Mais s’il y a aujourd’hui des inquiétudes, c’est aussi parce que malgré la concertation, malgré la loi, demeure un manque de lisibilité de ce projet. Nous saluons pourtant en Vincent Peillon un ministre qui, enfin, connaît son sujet, s’est préparé depuis longtemps à cette fonction, a non seulement des convictions et des projets mais le souci de les faire partager, et de marquer son soutien à tous les acteurs qui font bouger l’école et l’aident à évoluer.
Mais qui donc est capable de résumer en quelques phrases chocs le projet de loi, comme on a pu le faire pour la loi de 89 avec « mettre l’élève au centre » ? La responsabilité des mouvements pédagogiques comme le nôtre est d’alerter sur la priorité : rendre notre système éducatif plus juste, enrayer la progression du nombre d’élèves en difficulté, et s’ouvrir davantage au monde de demain.
Nous espérons enfin que les troubles politiques qui entament la crédibilité de l’action politique n’aboutiront pas à faire perdre de vue cette grande ambition pour l’École qui a marqué la campagne électorale. On ne peut se permettre une nouvelle occasion manquée.

Nous avons donc envie de dire aux responsables politiques et au ministre : « tenez bon ! »
Mais plus encore qu’aux politiques c’est à nous-mêmes et à tous les militants pédagogiques que nous adressons cette injonction. Oui, il nous faut tenir bon face aux doutes, à une forme de procrastination collective, à la “fédération informelle des oppositions contradictoires”
Notre détermination est dans la poursuite de notre activité militante. Nous voulons accompagner les enseignants plus encore que la réforme elle-même. Nous faisons le pari de la professionnalité des enseignants et la reconnaissance du travail déjà en cours. Malgré la déploration, les inquiétudes, on constate que la concertation se fait bon gré, mal gré et, de façon sans doute plus discrète, dans les territoires. Nous sommes persuadés que c’est dans le passage à un véritable « développement du pouvoir d’agir » que se fera la nécessaire transformation de l’École. Les marges de manœuvre existent, il faut desserrer l’étau des procédures et des contrôles, tout en indiquant clairement les objectifs à atteindre.

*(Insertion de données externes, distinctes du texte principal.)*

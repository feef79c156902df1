//! # Local Database Module
//!
//! Local SQLite database backing the transactional offline store. It owns
//! the connection pool, the schema and its migrations; the queue operations
//! themselves live in [`sync`].
//!
//! ## Usage
//!
//! ```rust,no_run
//! use stockpit_sync::local_db::{LocalDatabase, SqliteStore};
//! use stockpit_sync::offline::{DurableStore, StoreOptions};
//!
//! # async fn example() -> Result<(), stockpit_sync::shared::StorageError> {
//! let db = LocalDatabase::open(LocalDatabase::default_path());
//! let store = SqliteStore::new(db, StoreOptions::default());
//! store.initialize().await?;
//! println!("{} mutations waiting", store.count().await?);
//! # Ok(())
//! # }
//! ```

pub mod schema;
pub mod sync;

pub use sync::SqliteStore;

use crate::shared::error::StorageError;
use sqlx::sqlite::{
    SqliteConnectOptions, SqliteJournalMode, SqlitePool, SqlitePoolOptions, SqliteSynchronous,
};
use std::path::{Path, PathBuf};
use std::time::Duration;

/// Local database connection manager
///
/// The pool connects lazily, so constructing a `LocalDatabase` never fails;
/// problems surface from [`LocalDatabase::init_schema`] or the first query.
#[derive(Debug, Clone)]
pub struct LocalDatabase {
    pool: SqlitePool,
    path: Option<PathBuf>,
}

impl LocalDatabase {
    /// Open (lazily) a database file, creating it on first use
    ///
    /// Uses WAL mode with `synchronous=FULL` so a committed write survives a
    /// crash or power loss.
    pub fn open(path: impl Into<PathBuf>) -> Self {
        let path = path.into();
        let options = SqliteConnectOptions::new()
            .filename(&path)
            .create_if_missing(true)
            .journal_mode(SqliteJournalMode::Wal)
            .synchronous(SqliteSynchronous::Full)
            .busy_timeout(Duration::from_secs(5));

        let pool = SqlitePoolOptions::new()
            .max_connections(4)
            .connect_lazy_with(options);

        Self {
            pool,
            path: Some(path),
        }
    }

    /// Database living only as long as this value
    ///
    /// Every in-memory SQLite connection is a separate database, so the pool
    /// is pinned to a single connection that is never recycled.
    pub fn in_memory() -> Self {
        let pool = SqlitePoolOptions::new()
            .max_connections(1)
            .idle_timeout(None)
            .max_lifetime(None)
            .connect_lazy_with(SqliteConnectOptions::new());

        Self { pool, path: None }
    }

    /// Platform data directory location of the database file
    pub fn default_path() -> PathBuf {
        let mut path = dirs::data_dir().unwrap_or_else(std::env::temp_dir);
        path.push("stockpit");
        path.push("offline.db");
        path
    }

    /// File backing this database, `None` when in memory
    pub fn path(&self) -> Option<&Path> {
        self.path.as_deref()
    }

    /// Get connection pool reference
    pub fn pool(&self) -> &SqlitePool {
        &self.pool
    }

    /// Create the parent directory, then apply pending migrations
    pub async fn init_schema(&self) -> Result<(), StorageError> {
        if let Some(parent) = self.path.as_deref().and_then(Path::parent) {
            if !parent.as_os_str().is_empty() {
                tokio::fs::create_dir_all(parent).await.map_err(|e| {
                    StorageError::unavailable(format!("cannot create {}: {e}", parent.display()))
                })?;
            }
        }
        self.run_migrations().await
    }

    /// Run database migrations
    ///
    /// Checks the current schema version and applies any pending migrations.
    async fn run_migrations(&self) -> Result<(), StorageError> {
        sqlx::query(schema::CREATE_MIGRATIONS_TABLE)
            .execute(&self.pool)
            .await?;

        let (current_version,): (i32,) =
            sqlx::query_as("SELECT COALESCE(MAX(version), 0) FROM schema_migrations")
                .fetch_one(&self.pool)
                .await?;
        if !schema::needs_migration(current_version) {
            tracing::debug!("Local database schema is current (version {})", current_version);
            return Ok(());
        }

        for (version, statements) in schema::get_pending_migrations(current_version) {
            let mut tx = self.pool.begin().await?;
            for statement in statements {
                sqlx::query(*statement).execute(&mut *tx).await?;
            }
            sqlx::query("INSERT INTO schema_migrations (version, applied_at) VALUES (?, ?)")
                .bind(version)
                .bind(chrono::Utc::now().to_rfc3339())
                .execute(&mut *tx)
                .await?;
            tx.commit().await?;
            tracing::info!("Applied local database migration {}", version);
        }

        Ok(())
    }

    /// Get database statistics
    pub async fn get_stats(&self) -> Result<DatabaseStats, StorageError> {
        let (pending, synced): (i64, i64) = sqlx::query_as(
            "SELECT
                COALESCE(SUM(CASE WHEN synced = 0 THEN 1 ELSE 0 END), 0),
                COALESCE(SUM(CASE WHEN synced = 1 THEN 1 ELSE 0 END), 0)
             FROM pending_mutations",
        )
        .fetch_one(&self.pool)
        .await?;

        Ok(DatabaseStats {
            pending_mutations: pending.max(0) as u64,
            synced_mutations: synced.max(0) as u64,
        })
    }

    /// Close every pooled connection
    pub async fn close(&self) {
        self.pool.close().await;
    }
}

/// Database statistics
#[derive(Debug, Clone, PartialEq, Eq)]
pub struct DatabaseStats {
    /// Mutations still waiting for replay
    pub pending_mutations: u64,
    /// Mutations replayed but not yet purged
    pub synced_mutations: u64,
}
//! Application configuration module
//!
//! Provides the configuration types for the sync subsystem, a builder that
//! layers defaults, a TOML file and environment overrides, and validation.

use serde::Deserialize;
use std::path::PathBuf;
use std::str::FromStr;
use std::time::Duration;
use thiserror::Error;

/// Default interval of the periodic sync check
pub const DEFAULT_SYNC_INTERVAL: Duration = Duration::from_secs(30);
/// Default delay before the first sync after startup
pub const DEFAULT_INITIAL_SYNC_DELAY: Duration = Duration::from_secs(2);
/// Default timeout of a single remote request
pub const DEFAULT_REQUEST_TIMEOUT: Duration = Duration::from_secs(15);
/// Default interval of the connectivity probe
pub const DEFAULT_PROBE_INTERVAL: Duration = Duration::from_secs(10);

/// Environment variable naming the backend URL
pub const ENV_SERVER_URL: &str = "SUPABASE_URL";
/// Environment variable holding the anonymous API key
pub const ENV_API_KEY: &str = "SUPABASE_ANON_KEY";
/// Environment variable holding a user access token
pub const ENV_ACCESS_TOKEN: &str = "SUPABASE_ACCESS_TOKEN";
/// Environment variable selecting the store backend
pub const ENV_STORE: &str = "STOCKPIT_STORE";
/// Environment variable with the store location
pub const ENV_STORE_PATH: &str = "STOCKPIT_STORE_PATH";
/// Environment variable with the periodic sync interval in seconds
pub const ENV_SYNC_INTERVAL: &str = "STOCKPIT_SYNC_INTERVAL_SECS";
/// Environment variable with the connectivity probe URL
pub const ENV_PROBE_URL: &str = "STOCKPIT_PROBE_URL";

/// Which durable store implementation to compose
#[derive(Debug, Clone, Copy, PartialEq, Eq, Default, Deserialize)]
#[serde(rename_all = "snake_case")]
pub enum StoreBackend {
    /// SQLite database file
    #[default]
    Sqlite,
    /// Directory of JSON records
    KeyValue,
    /// In-process only, lost on exit
    Memory,
}

impl FromStr for StoreBackend {
    type Err = ConfigError;

    fn from_str(value: &str) -> Result<Self, Self::Err> {
        match value.trim().to_ascii_lowercase().as_str() {
            "sqlite" => Ok(StoreBackend::Sqlite),
            "key_value" | "kv" => Ok(StoreBackend::KeyValue),
            "memory" => Ok(StoreBackend::Memory),
            other => Err(ConfigError::InvalidValue {
                key: "store",
                value: other.to_string(),
            }),
        }
    }
}

/// Application configuration
#[derive(Debug, Clone, PartialEq)]
pub struct AppConfig {
    /// Backend base URL
    pub server_url: Option<String>,
    /// Anonymous API key sent as `apikey`
    pub api_key: Option<String>,
    /// Bearer token of the signed-in user
    pub access_token: Option<String>,
    /// Durable store implementation
    pub store_backend: StoreBackend,
    /// Store file or directory; a platform default is used when unset
    pub store_path: Option<PathBuf>,
    /// Periodic sync check interval
    pub sync_interval: Duration,
    /// Delay before the first sync after startup
    pub initial_sync_delay: Duration,
    /// Timeout of one remote request
    pub request_timeout: Duration,
    /// URL polled to detect connectivity; the backend URL when unset
    pub probe_url: Option<String>,
    /// Connectivity probe interval
    pub probe_interval: Duration,
    /// Stamp a client id into insert payloads lacking one
    pub assign_insert_ids: bool,
}

impl Default for AppConfig {
    fn default() -> Self {
        Self {
            server_url: None,
            api_key: None,
            access_token: None,
            store_backend: StoreBackend::default(),
            store_path: None,
            sync_interval: DEFAULT_SYNC_INTERVAL,
            initial_sync_delay: DEFAULT_INITIAL_SYNC_DELAY,
            request_timeout: DEFAULT_REQUEST_TIMEOUT,
            probe_url: None,
            probe_interval: DEFAULT_PROBE_INTERVAL,
            assign_insert_ids: true,
        }
    }
}

impl AppConfig {
    /// Create a new AppConfigBuilder
    pub fn builder() -> AppConfigBuilder {
        AppConfigBuilder::default()
    }

    /// Validate the configuration
    pub fn validate(&self) -> Result<(), ConfigError> {
        for url in [&self.server_url, &self.probe_url].into_iter().flatten() {
            if !(url.starts_with("http://") || url.starts_with("https://")) {
                return Err(ConfigError::InvalidUrl(url.clone()));
            }
        }
        if self.sync_interval.is_zero() {
            return Err(ConfigError::InvalidValue {
                key: "sync_interval_secs",
                value: "0".to_string(),
            });
        }
        if self.probe_interval.is_zero() {
            return Err(ConfigError::InvalidValue {
                key: "probe_interval_secs",
                value: "0".to_string(),
            });
        }
        Ok(())
    }
}

/// On-disk TOML representation. Every field is optional.
#[derive(Debug, Clone, Default, Deserialize, PartialEq)]
#[serde(default, deny_unknown_fields)]
pub struct FileConfig {
    /// Backend base URL
    pub server_url: Option<String>,
    /// Anonymous API key
    pub api_key: Option<String>,
    /// Bearer token
    pub access_token: Option<String>,
    /// Store backend name
    pub store: Option<StoreBackend>,
    /// Store location
    pub store_path: Option<PathBuf>,
    /// Periodic sync interval in seconds
    pub sync_interval_secs: Option<u64>,
    /// Initial sync delay in milliseconds
    pub initial_sync_delay_ms: Option<u64>,
    /// Request timeout in seconds
    pub request_timeout_secs: Option<u64>,
    /// Connectivity probe URL
    pub probe_url: Option<String>,
    /// Connectivity probe interval in seconds
    pub probe_interval_secs: Option<u64>,
    /// Stamp client ids into insert payloads
    pub assign_insert_ids: Option<bool>,
}

impl FileConfig {
    /// Parse a TOML document
    pub fn parse(text: &str) -> Result<Self, ConfigError> {
        toml::from_str(text).map_err(|e| ConfigError::Parse(e.to_string()))
    }
}

/// Builder for AppConfig
#[derive(Debug, Default)]
pub struct AppConfigBuilder {
    config: AppConfig,
}

impl AppConfigBuilder {
    /// Set the server URL
    pub fn server_url(mut self, url: impl Into<String>) -> Self {
        self.config.server_url = Some(url.into());
        self
    }

    /// Set the anonymous API key
    pub fn api_key(mut self, key: impl Into<String>) -> Self {
        self.config.api_key = Some(key.into());
        self
    }

    /// Set the bearer token
    pub fn access_token(mut self, token: impl Into<String>) -> Self {
        self.config.access_token = Some(token.into());
        self
    }

    /// Select the store backend
    pub fn store_backend(mut self, backend: StoreBackend) -> Self {
        self.config.store_backend = backend;
        self
    }

    /// Set the store location
    pub fn store_path(mut self, path: impl Into<PathBuf>) -> Self {
        self.config.store_path = Some(path.into());
        self
    }

    /// Set the periodic sync interval
    pub fn sync_interval(mut self, interval: Duration) -> Self {
        self.config.sync_interval = interval;
        self
    }

    /// Set the delay before the first sync
    pub fn initial_sync_delay(mut self, delay: Duration) -> Self {
        self.config.initial_sync_delay = delay;
        self
    }

    /// Set the remote request timeout
    pub fn request_timeout(mut self, timeout: Duration) -> Self {
        self.config.request_timeout = timeout;
        self
    }

    /// Set the connectivity probe URL
    pub fn probe_url(mut self, url: impl Into<String>) -> Self {
        self.config.probe_url = Some(url.into());
        self
    }

    /// Set the connectivity probe interval
    pub fn probe_interval(mut self, interval: Duration) -> Self {
        self.config.probe_interval = interval;
        self
    }

    /// Toggle client id assignment for inserts
    pub fn assign_insert_ids(mut self, enabled: bool) -> Self {
        self.config.assign_insert_ids = enabled;
        self
    }

    /// Overlay values present in a parsed config file
    pub fn merge_file(mut self, file: FileConfig) -> Self {
        let config = &mut self.config;
        if file.server_url.is_some() {
            config.server_url = file.server_url;
        }
        if file.api_key.is_some() {
            config.api_key = file.api_key;
        }
        if file.access_token.is_some() {
            config.access_token = file.access_token;
        }
        if let Some(store) = file.store {
            config.store_backend = store;
        }
        if file.store_path.is_some() {
            config.store_path = file.store_path;
        }
        if let Some(secs) = file.sync_interval_secs {
            config.sync_interval = Duration::from_secs(secs);
        }
        if let Some(ms) = file.initial_sync_delay_ms {
            config.initial_sync_delay = Duration::from_millis(ms);
        }
        if let Some(secs) = file.request_timeout_secs {
            config.request_timeout = Duration::from_secs(secs);
        }
        if file.probe_url.is_some() {
            config.probe_url = file.probe_url;
        }
        if let Some(secs) = file.probe_interval_secs {
            config.probe_interval = Duration::from_secs(secs);
        }
        if let Some(enabled) = file.assign_insert_ids {
            config.assign_insert_ids = enabled;
        }
        self
    }

    /// Overlay environment values, read through `lookup`
    pub fn merge_env<F>(mut self, lookup: F) -> Result<Self, ConfigError>
    where
        F: Fn(&str) -> Option<String>,
    {
        let non_empty = |key: &str| lookup(key).filter(|value| !value.trim().is_empty());

        if let Some(url) = non_empty(ENV_SERVER_URL) {
            self.config.server_url = Some(url);
        }
        if let Some(key) = non_empty(ENV_API_KEY) {
            self.config.api_key = Some(key);
        }
        if let Some(token) = non_empty(ENV_ACCESS_TOKEN) {
            self.config.access_token = Some(token);
        }
        if let Some(store) = non_empty(ENV_STORE) {
            self.config.store_backend = store.parse()?;
        }
        if let Some(path) = non_empty(ENV_STORE_PATH) {
            self.config.store_path = Some(PathBuf::from(path));
        }
        if let Some(secs) = non_empty(ENV_SYNC_INTERVAL) {
            let secs = secs
                .trim()
                .parse::<u64>()
                .map_err(|_| ConfigError::InvalidValue {
                    key: ENV_SYNC_INTERVAL,
                    value: secs.clone(),
                })?;
            self.config.sync_interval = Duration::from_secs(secs);
        }
        if let Some(url) = non_empty(ENV_PROBE_URL) {
            self.config.probe_url = Some(url);
        }
        Ok(self)
    }

    /// Build the configuration
    pub fn build(self) -> Result<AppConfig, ConfigError> {
        self.config.validate()?;
        Ok(self.config)
    }
}

/// Configuration errors
#[derive(Debug, Error, PartialEq, Eq)]
pub enum ConfigError {
    #[error("invalid URL: {0}")]
    InvalidUrl(String),
    #[error("missing value: {0}")]
    MissingValue(&'static str),
    #[error("invalid value for {key}: {value}")]
    InvalidValue { key: &'static str, value: String },
    #[error("invalid config file: {0}")]
    Parse(String),
    #[error("cannot read config file {path}: {reason}")]
    Read { path: String, reason: String },
}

Depuis 1945, avec la revue des “Cahiers Pédagogiques” et le mouvement du CRAP depuis 50 ans, nous sommes résolument engagés dans l’action pédagogique au quotidien dans nos classes, nos établissements, mais aussi dans la circulation de la réflexion collective et la proposition de pistes d’évolution. Notre revue et notre site sont là pour valoriser ce qui se fait, souvent dans la discrétion, dans les classes, dans les établissements et c’est sans doute cela, cette énergie et cette créativité, qui nous incitent à « tenir bon ».